Asked to explain one phrase in the first Lesson, “the original purposes were all good,” Mary K. said: “All were balanced. There is no evil that may not be good in proper combination. Evil is the gathered force of undirected and not fully animated good, combined in a destructive purpose by the attraction I mentioned.”


An apparent contradiction of a statement in the first Lesson—“All pure purpose is fearless, whether for good or evil”—by one in the second Lesson—“The forces of disintegration are wily, but fearful. Bullies and cowards”—seemed to imply that forces of disintegration are not pure purpose. Mary K. explained: “They are pure purpose, fearless in pursuance of destruction, wily in bringing it about, brutal in consummating it, but cowards individually. Fearless of consequences when they pursue, but fearful when they fail. Like Germans.”


Early in June, I discovered a relation between the definition of Eternal Purpose in the second paragraph of the third Lesson, and the divisions of the purpose of Progress near the end. “Eternal purpose is perfect justice (Justice), perfect fearlessness (Production), perfect understanding (Light), perfect honesty (Truth), perfect sympathy (Healing), perfect unity (Building), and eternal growth (Progress), which is progress perfectly expressed.”
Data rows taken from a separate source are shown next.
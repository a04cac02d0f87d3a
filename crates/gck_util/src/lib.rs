pub mod bit;
pub mod hex;

pub use bit::{Bit, BitSet};
//! Field access for the 32-bit words that make up a gecko line.

macro_rules! impl_bit {
    ($t:ident) => {
        impl Bit for $t {
            fn bit(self, n: u32) -> bool {
                (self >> n) & 1 == 1
            }

            fn bit_range(self, ls: u32, ms: u32) -> Self {
                (self >> ls) & mask::<$t>(ms - ls + 1)
            }

            fn fits_in(self, width: u32) -> bool {
                width >= $t::BITS || self >> width == 0
            }
        }

        impl BitSet for $t {
            fn set_bit(self, n: u32, val: bool) -> Self {
                (self & !(1 << n)) | ((val as $t) << n)
            }

            fn set_bit_range(self, ls: u32, ms: u32, val: Self) -> Self {
                let mask = mask::<$t>(ms - ls + 1);
                (self & !(mask << ls)) | ((val & mask) << ls)
            }
        }
    }
}

/// A mask of the `width` lowest bits. Saturates at the full width of the type.
fn mask<T: Mask>(width: u32) -> T {
    T::low_bits(width)
}

trait Mask {
    fn low_bits(width: u32) -> Self;
}

macro_rules! impl_mask {
    ($t:ident) => {
        impl Mask for $t {
            fn low_bits(width: u32) -> Self {
                if width >= $t::BITS {
                    $t::MAX
                } else {
                    ((1 as $t) << width) - 1
                }
            }
        }
    }
}

impl_mask!(u32);
impl_mask!(u16);
impl_mask!(u8);

impl_bit!(u32);
impl_bit!(u16);
impl_bit!(u8);

/// Read fields of a word. Bit positions count from the least significant bit.
pub trait Bit {
    #[must_use]
    fn bit(self, n: u32) -> bool;

    /// Extract the bits between `ls` and `ms`, both inclusive.
    #[must_use]
    fn bit_range(self, ls: u32, ms: u32) -> Self;

    /// If the value can be stored in a field `width` bits wide.
    #[must_use]
    fn fits_in(self, width: u32) -> bool;
}

/// Write fields of a word. Values wider than the field are truncated.
pub trait BitSet {
    #[must_use]
    fn set_bit(self, n: u32, val: bool) -> Self;

    #[must_use]
    fn set_bit_range(self, ls: u32, ms: u32, val: Self) -> Self;
}

#[test]
fn set_opcode_byte() {
    let word = 0_u32.set_bit_range(24, 31, 0x8a);
    assert_eq!(word, 0x8a00_0000);

    let word = word.set_bit_range(8, 23, 0xa).set_bit_range(0, 7, 0x3f);
    assert_eq!(word, 0x8a00_0a3f);
}

#[test]
fn set_full_width() {
    assert_eq!(0_u32.set_bit_range(0, 31, 0xdead_beef), 0xdead_beef);
    assert_eq!(0xffff_ffff_u32.set_bit_range(0, 31, 0), 0);
}

#[test]
fn set_truncates() {
    assert_eq!(0_u32.set_bit_range(0, 3, 0x1f), 0xf);
    assert_eq!(0x10_u8.set_bit(4, false), 0);
}

#[test]
fn read_fields() {
    assert_eq!(0x8401_03ba_u32.bit_range(24, 31), 0x84);
    assert_eq!(0x8401_03ba_u32.bit_range(4, 15), 0x03b);
    assert!(0x0100_0000_u32.bit(24));
}

#[test]
fn fits() {
    assert!(0xff_u32.fits_in(8));
    assert!(!0x100_u32.fits_in(8));
    assert!(u32::MAX.fits_in(32));
    assert!(0xffff_u16.fits_in(16));
}
use super::{check, check_fails};
use crate::Severity;

#[test]
fn raw() {
    check("0000159C 00010004", "0000159C 00010004");
    check("  0000159C 00010004  # A comment of some sort", "0000159C 00010004");
    check("|0000159C 00010004", "0000159C 00010004");
}

#[test]
fn raw_needs_full_words() {
    check_fails("159C 00010004", Severity::Fatal);
    check_fails("0000159C00010004", Severity::Fatal);
}

#[test]
fn ret() {
    check("return A", "64000000 0000000A");
}

#[test]
fn endif() {
    check("endif A", "E200000A 00000000");
    check("endif 10", "E2000010 00000000");
    check("endif *", "E0000000 80008000");
    check("ENDIF *", "E0000000 80008000");
}

#[test]
fn ifptr() {
    check("ifptr", "DE000000 80008180");
    check("'ifptr", "DE000001 80008180");
}

#[test]
fn cond() {
    check("ifm [ba|<SettingsFlags>+4] / FF00 == 0001", "28004204 FF000001");
    check("if [ba|<Spawn>] == 42323030", "205B6B0C 42323030");
    check("'ifm [ba|<SettingsFlags>+4] / FF00 == 0001", "28004205 FF000001");
    check("'if [ba|<Spawn>] == 42323030", "205B6B0D 42323030");
}

#[test]
fn cond_ops() {
    check("if [ba|1500] != 1", "22001500 00000001");
    check("if [ba|1500] > 1", "24001500 00000001");
    check("if [ba|1500] < 1", "26001500 00000001");
    check("if [po|1500] == 1", "30001500 00000001");
    check("if [ba] == 1", "20000000 00000001");
}

#[test]
fn cond_mask_mismatch() {
    let out = check_fails("ifm [ba|1500] == 1", Severity::Fatal);
    assert!(out.text.is_empty());
    assert!(out.diagnostics[0].message.contains("requires a mask"));

    let out = check_fails("if [ba|1500] / FF00 == 1", Severity::Fatal);
    assert!(out.diagnostics[0].message.contains("try using ifm"));
}

#[test]
fn cond_bank() {
    check("if [ba|1001500] == 1", "21001500 00000001");
    check("if [ba|3001500] == 1", "21001500 00000001");
}

#[test]
fn assign_literal() {
    check(" grA := deadbeef", "8000000A DEADBEEF");
    check("grA:=deadbeef", "8000000A DEADBEEF");
}

#[test]
fn load() {
    check("grB:=b[80001500]", "8200000B 80001500");
    check("grB := b [ 80001500 ]", "8200000B 80001500");
    check("grB:=h[80001500]", "8210000B 80001500");
    check("grB := h [ 80001500 ]", "8210000B 80001500");
    check("grB:=w[80001500]", "8220000B 80001500");
    check("grB := w [ 80001500 ]", "8220000B 80001500");
}

#[test]
fn load_mismatched_brackets() {
    let out = check_fails("grB:=w[80001500", Severity::Error);
    assert!(out.text.is_empty());
    assert_eq!(out.diagnostics[0].message, "mismatched brackets");
}

#[test]
fn address_assign() {
    check("ba:=<Spawn>", "42000000 805B6B0C");
    check("ba:=[<Spawn>]", "40000000 805B6B0C");
    check("po:=<Spawn>", "4A000000 805B6B0C");
    check("po:=[<Spawn>]", "48000000 805B6B0C");

    check("ba:=ba|1500", "42010000 00001500");
    check("ba:=po|1500", "52010000 00001500");
    check("po:=ba|1500", "4A010000 00001500");
    check("po:=po|1500", "5A010000 00001500");

    check("ba:=[ba|1500]", "40010000 00001500");
    check("ba:=[po|1500]", "50010000 00001500");
    check("po:=[ba|1500]", "48010000 00001500");
    check("po:=[po|1500]", "58010000 00001500");
}

/// Check `line` as written, relative to po, and with the offset replaced by a bare base.
fn check_based(line: &str, offset: &str, expected: &str, po_digit: char) {
    let po_expected = |expected: &str| format!("{po_digit}{}", &expected[1..]);
    check(line, expected);
    check(&line.replacen("ba", "po", 1), &po_expected(expected));

    let bare = line.replacen(offset, "ba", 1);
    let zeroed = expected.replace("1500", "0000");
    check(&bare, &zeroed);
    check(&bare.replacen("ba", "po", 1), &po_expected(&zeroed));
}

#[test]
fn write() {
    let cases = [
        ("[ba|1500]:=bCD", "ba|1500", "00001500 000000CD"),
        ("[ ba | 1500 ] := b CD", "ba | 1500", "00001500 000000CD"),
        ("[ba|1500]:=bCD**1F", "ba|1500", "00001500 001E00CD"),
        ("[ ba | 1500 ] := b CD **1F", "ba | 1500", "00001500 001E00CD"),
        ("[ba|1500]:=h1A1A", "ba|1500", "02001500 00001A1A"),
        ("[ ba | 1500 ] := h 1A1A", "ba | 1500", "02001500 00001A1A"),
        ("[ba|1500]:=h1A1A**1F", "ba|1500", "02001500 001E1A1A"),
        ("[ ba | 1500 ] := h 1A1A **1F", "ba | 1500", "02001500 001E1A1A"),
        ("[ba|1500]:=w2B2B3C3C", "ba|1500", "04001500 2B2B3C3C"),
        ("[ ba | 1500 ] := w 2B2B3C3C", "ba | 1500", "04001500 2B2B3C3C"),
    ];
    for (line, offset, expected) in cases {
        check_based(line, offset, expected, '1');
    }
}

#[test]
fn write_out_of_bounds() {
    let out = check_fails("[ba|1500]:=b100", Severity::Fatal);
    assert!(out.diagnostics[0].message.contains("out of bounds for type b"));
    check_fails("[ba|1500]:=h10000", Severity::Fatal);
    check("[ba|1500]:=hFFFF", "02001500 0000FFFF");
}

#[test]
fn write_word_repeat() {
    check_fails("[ba|1500]:=w1**2", Severity::Fatal);
    check("[ba|1500]:=w1**1", "04001500 00000001");
}

#[test]
fn write_bank() {
    check("[ba|1FFFFFF]:=b1", "01FFFFFF 00000001");
    check("[po|1000000]:=b1", "11000000 00000001");
    check("[ba|2000000]:=b1", "00000000 00000001");
}

#[test]
fn repeat_zero() {
    check_fails("[ba|1500]:=b1**0", Severity::Fatal);
}

#[test]
fn memcpy() {
    let cases = [
        ("[gr5]:=[ba|1500]", "ba|1500", "8C0001F5 00001500"),
        (" [ gr5 ] := [ ba | 1500 ] ", "ba | 1500", "8C0001F5 00001500"),
        ("[gr5]:=[ba|1500]**4", "ba|1500", "8C0004F5 00001500"),
        (" [ gr5 ] := [ ba | 1500 ] **4", "ba | 1500", "8C0004F5 00001500"),
        ("[ba|1500]:=[gr3]", "ba|1500", "8A00013F 00001500"),
        (" [ ba | 1500 ] := [ gr3 ] ", "ba | 1500", "8A00013F 00001500"),
        ("[ba|1500]:=[gr3]**A", "ba|1500", "8A000A3F 00001500"),
        (" [ ba | 1500 ] := [ gr3 ] **A", "ba | 1500", "8A000A3F 00001500"),
    ];
    for (line, offset, expected) in cases {
        check_based(line, offset, expected, '9');
    }
}

#[test]
fn memcpy_between_registers() {
    check("[gr4]:=[gr7]", "8C000174 00000000");
    check(" [ gr4 ] := [ gr7 ] ", "8C000174 00000000");
    check("[gr4]:=[gr7]**BB", "8C00BB74 00000000");
    check(" [ gr4 ] := [ gr7 ] **BB", "8C00BB74 00000000");

    check("[gr6|3C]:=[gr9]", "8A000196 0000003C");
    check("[ gr6 | 3C ] := [ gr9 ]", "8A000196 0000003C");
    check("[gr6|3C]:=[gr9]**F6", "8A00F696 0000003C");
    check("[ gr6 | 3C ] := [ gr9 ] **F6", "8A00F696 0000003C");

    check("[gr6]:=[gr9|3C]", "8C000196 0000003C");
    check(" [ gr6 ] := [ gr9 | 3C ]", "8C000196 0000003C");
    check("[gr6]:=[gr9|3C]**F6", "8C00F696 0000003C");
    check(" [ gr6 ] := [ gr9 | 3C ] **F6", "8C00F696 0000003C");
}

#[test]
fn memcpy_count_too_large() {
    check_fails("[gr4]:=[gr7]**10000", Severity::Fatal);
    check("[gr4]:=[gr7]**FFFF", "8CFFFF74 00000000");
}

// A bare `[ba]` is the base address, but `[0ba]` is the address 0xBA.
#[test]
fn store_bare_base() {
    check("[ba]:=bgrA", "8401000A 00000000");
    check("[ ba ] := b grA", "8401000A 00000000");
    check("[ba]:=bgrA**3C", "840103BA 00000000");
    check("[ ba ] := b grA **3C", "840103BA 00000000");

    check("[0ba]:=bgrA", "8400000A 000000BA");
    check("[ 0ba ] := b grA", "8400000A 000000BA");
    check("[0ba]:=bgrA**3C", "840003BA 000000BA");
    check("[ 0ba ] := b grA **3C", "840003BA 000000BA");

    check("[po]:=bgrA", "9401000A 00000000");
}

#[test]
fn store() {
    let cases = [
        ("[ba|001500]:=bgrA", "ba|001500", "8401000A 00001500"),
        ("[ ba | 001500 ] := b grA", "ba | 001500", "8401000A 00001500"),
        ("[ba|001500]:=bgrA**1C", "ba|001500", "840101BA 00001500"),
        ("[ ba | 001500 ] := b grA **1C", "ba | 001500", "840101BA 00001500"),
        ("[ba|001500]:=hgrA", "ba|001500", "8411000A 00001500"),
        ("[ ba | 001500 ] := h grA", "ba | 001500", "8411000A 00001500"),
        ("[ba|001500]:=hgrA**1C", "ba|001500", "841101BA 00001500"),
        ("[ ba | 001500 ] := h grA **1C", "ba | 001500", "841101BA 00001500"),
        ("[ba|001500]:=wgrA", "ba|001500", "8421000A 00001500"),
        ("[ ba | 001500 ] := w grA", "ba | 001500", "8421000A 00001500"),
        ("[ba|001500]:=wgrA**1C", "ba|001500", "842101BA 00001500"),
        ("[ ba | 001500 ] := w grA **1C", "ba | 001500", "842101BA 00001500"),
    ];
    for (line, offset, expected) in cases {
        check_based(line, offset, expected, '9');

        let absolute = line.replacen("ba|", "", 1).replacen("ba | ", "", 1);
        let expected = format!("{}0{}", &expected[..3], &expected[4..]);
        check(&absolute, &expected);
    }
}

#[test]
fn invalid_syntax() {
    let out = check_fails("int main(int argc, char** argv) {", Severity::Fatal);
    assert!(out.text.is_empty());
    assert!(out.diagnostics[0].message.starts_with("invalid syntax"));
}
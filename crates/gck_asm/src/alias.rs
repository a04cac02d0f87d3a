//! Aliases are named addresses whose value depends on the game version. Before a line is parsed,
//! every `<Name>` in it is replaced by the value of the alias, and the address arithmetic that
//! results from it is folded, so the grammar only ever sees literal addresses or `ba|offset` and
//! `po|offset` forms.

use gck_util::hex;

use std::collections::BTreeMap;

/// The version used to look up the universal value of an alias.
pub const UNIVERSAL: &str = "*";

/// Offsets relative to the base address or pointer are reduced modulo this.
const OFFSET_RANGE: u32 = 0x0200_0000;

/// What kind of text aliases are substituted into.
#[derive(Debug, Clone, Copy, PartialEq, Eq)]
pub enum Mode {
    /// Gecko source. Aliases are replaced and address arithmetic is folded.
    Code,
    /// Raw assembly passed to an external assembler. Aliases are replaced by `0x` prefixed
    /// values and nothing else is touched.
    Asm,
}

#[derive(Debug, Clone, PartialEq, Eq)]
pub struct AliasEntry {
    name: String,
    values: BTreeMap<String, u32>,
    universal: Option<u32>,
}

impl AliasEntry {
    pub fn new(name: impl Into<String>) -> Self {
        Self {
            name: name.into(),
            values: BTreeMap::new(),
            universal: None,
        }
    }

    pub fn name(&self) -> &str {
        &self.name
    }

    /// Set the value for `version`. The version `*` sets the universal value.
    pub fn set(&mut self, version: &str, value: u32) {
        if version == UNIVERSAL {
            self.universal = Some(value);
        } else {
            self.values.insert(version.to_string(), value);
        }
    }

    pub fn with(mut self, version: &str, value: u32) -> Self {
        self.set(version, value);
        self
    }

    /// The value for `version`, falling back to the universal value.
    pub fn resolve(&self, version: &str) -> Option<u32> {
        self.values.get(version).copied().or(self.universal)
    }

    /// An assembler directive defining the alias as a constant, if it resolves for `version`.
    pub fn macro_for(&self, version: &str) -> Option<String> {
        self.resolve(version)
            .map(|value| format!(".set {}, 0x{value:08X}", self.name))
    }
}

/// Every known alias and game version. Built once, read only after.
#[derive(Debug, Clone, Default)]
pub struct AliasTable {
    versions: Vec<String>,
    entries: BTreeMap<String, AliasEntry>,
}

impl AliasTable {
    pub fn new(versions: Vec<String>, entries: impl IntoIterator<Item = AliasEntry>) -> Self {
        Self {
            versions,
            entries: entries
                .into_iter()
                .map(|entry| (entry.name.clone(), entry))
                .collect(),
        }
    }

    pub fn versions(&self) -> &[String] {
        &self.versions
    }

    pub fn entry(&self, name: &str) -> Option<&AliasEntry> {
        self.entries.get(name)
    }

    /// The value of alias `name` for `version`. `None` if the alias is unknown or has no value
    /// for the version.
    pub fn resolve(&self, name: &str, version: &str) -> Option<u32> {
        self.entries.get(name)?.resolve(version)
    }

    /// Replace aliases in `line`, and in [`Mode::Code`] fold the address arithmetic.
    ///
    /// Folding runs in this order:
    /// * `a+b` of two hex literals is summed, twice so that `a+b+c` is resolved.
    /// * `|offset` is reduced to the offset range of the base address and pointer.
    /// * `a|offset` of two hex literals is combined into a single address.
    ///
    /// A literal preceded by `gr` or ending in `ba` isn't folded, since it's a register or the
    /// base address.
    pub fn substitute(&self, line: &str, version: &str, mode: Mode) -> String {
        let line = replace_aliases(line, |name| {
            let value = self.resolve(name, version)?;
            Some(match mode {
                Mode::Code => format!("{value:08X}"),
                Mode::Asm => format!("0x{value:08X}"),
            })
        });
        if mode == Mode::Asm {
            return line;
        }
        let line = fold_pairs(&line, b'+');
        let line = fold_pairs(&line, b'+');
        let line = mask_offsets(&line);
        fold_pairs(&line, b'|')
    }

    /// A `.set` directive for each alias with a value for `version`, ordered by name.
    pub fn macros_for_version<'a>(&'a self, version: &'a str) -> impl Iterator<Item = String> + 'a {
        self.entries.values().filter_map(move |entry| entry.macro_for(version))
    }

    /// The known versions containing `filter`.
    pub fn version_list<'a>(&'a self, filter: &'a str) -> impl Iterator<Item = &'a str> + 'a {
        self.versions
            .iter()
            .map(String::as_str)
            .filter(move |version| version.contains(filter))
    }
}

fn is_word_char(c: char) -> bool {
    c.is_alphanumeric() || c == '_'
}

/// Match `<Name>` at the start of `text`, allowing whitespace inside the brackets. Returns the
/// name and the length of the match.
fn match_alias(text: &str) -> Option<(&str, usize)> {
    let inner = text.strip_prefix('<')?;
    let name_start = inner.len() - inner.trim_start().len();
    let rest = &inner[name_start..];
    let name_len = rest.find(|c: char| !is_word_char(c)).unwrap_or(rest.len());
    if name_len == 0 {
        return None;
    }
    let name = &rest[..name_len];
    let after = &rest[name_len..];
    let close = after.len() - after.trim_start().len();
    after[close..].starts_with('>').then(|| {
        (name, 1 + name_start + name_len + close + 1)
    })
}

fn replace_aliases(text: &str, mut lookup: impl FnMut(&str) -> Option<String>) -> String {
    let mut out = String::with_capacity(text.len());
    let mut rest = text;
    while let Some(start) = rest.find('<') {
        out.push_str(&rest[..start]);
        rest = &rest[start..];
        match match_alias(rest) {
            Some((name, len)) => {
                match lookup(name) {
                    Some(value) => out.push_str(&value),
                    None => out.push_str(&rest[..len]),
                }
                rest = &rest[len..];
            }
            None => {
                out.push('<');
                rest = &rest[1..];
            }
        }
    }
    out.push_str(rest);
    out
}

fn skip_ws(bytes: &[u8], mut at: usize) -> usize {
    while bytes.get(at).map_or(false, u8::is_ascii_whitespace) {
        at += 1;
    }
    at
}

fn ends_with_ignore_case(bytes: &[u8], end: usize, suffix: &[u8]) -> bool {
    end >= suffix.len() && bytes[end - suffix.len()..end].eq_ignore_ascii_case(suffix)
}

/// Match `a <sep> b` starting at `start`, where both are hex literals of 1 to 8 digits. Returns
/// the end of the match and the sum.
fn match_pair(bytes: &[u8], start: usize, sep: u8) -> Option<(usize, u32)> {
    if ends_with_ignore_case(bytes, start, b"gr") {
        return None;
    }
    let run = hex::run_len(&bytes[start..], 8);
    (1..=run).rev().find_map(|len| {
        let end = start + len;
        if ends_with_ignore_case(bytes, end, b"ba") {
            return None;
        }
        let at = skip_ws(bytes, end);
        if bytes.get(at) != Some(&sep) {
            return None;
        }
        let right_start = skip_ws(bytes, at + 1);
        let right_len = hex::run_len(&bytes[right_start..], 8);
        if right_len == 0 {
            return None;
        }
        let right_end = right_start + right_len;
        let lhs = parse_ascii(&bytes[start..end])?;
        let rhs = parse_ascii(&bytes[right_start..right_end])?;
        Some((right_end, lhs.wrapping_add(rhs)))
    })
}

fn parse_ascii(bytes: &[u8]) -> Option<u32> {
    hex::parse(std::str::from_utf8(bytes).ok()?)
}

/// Replace every `a <sep> b` pair of hex literals by their sum, scanning left to right.
fn fold_pairs(text: &str, sep: u8) -> String {
    let bytes = text.as_bytes();
    let mut out = String::with_capacity(text.len());
    let (mut copied, mut at) = (0, 0);
    while at < bytes.len() {
        match match_pair(bytes, at, sep) {
            Some((end, sum)) => {
                out.push_str(&text[copied..at]);
                out.push_str(&format!("{sum:08X}"));
                copied = end;
                at = end;
            }
            None => at += 1,
        }
    }
    out.push_str(&text[copied..]);
    out
}

/// Rewrite every `|offset` as `|` followed by 8 digits of the offset modulo the offset range.
fn mask_offsets(text: &str) -> String {
    let bytes = text.as_bytes();
    let mut out = String::with_capacity(text.len());
    let (mut copied, mut at) = (0, 0);
    while at < bytes.len() {
        if bytes[at] == b'|' {
            let start = skip_ws(bytes, at + 1);
            let len = hex::run_len(&bytes[start..], 8);
            if let Some(value) = parse_ascii(&bytes[start..start + len]) {
                out.push_str(&text[copied..at]);
                out.push_str(&format!("|{:08X}", value % OFFSET_RANGE));
                copied = start + len;
                at = copied;
                continue;
            }
        }
        at += 1;
    }
    out.push_str(&text[copied..]);
    out
}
The end of the seventh Lesson seemed obscure, until the relation between its clauses was discovered. Written thus, its meaning is clear: “(1) No man is free who commands not himself. (2) No man is free who forgets his brother. (3) No man is free who fears to follow his purpose with all his force. (4) No man is free who fails to carry his share of the common load. He may have wealth and luxury, yet is he slave (1) if he commands not himself. He may be tempted by beauty (2) to forget his brother, yet is he slave, if he commands not himself. He may be frightened by calamity (3) in following his purpose, yet is he slave, if he commands not himself. He may be beaten by strangers (4) while carrying his share of the common load, yet is he slave if he commands not himself.”


9th Lesson.

A curious inconsistency in the use of verbs will be noticed here, archaic and modern forms appearing in the same sentence repeatedly. This may have been due to my great fatigue when this lesson was taken, to the presence in the room of other persons, or to some condition or intention as yet unexplained.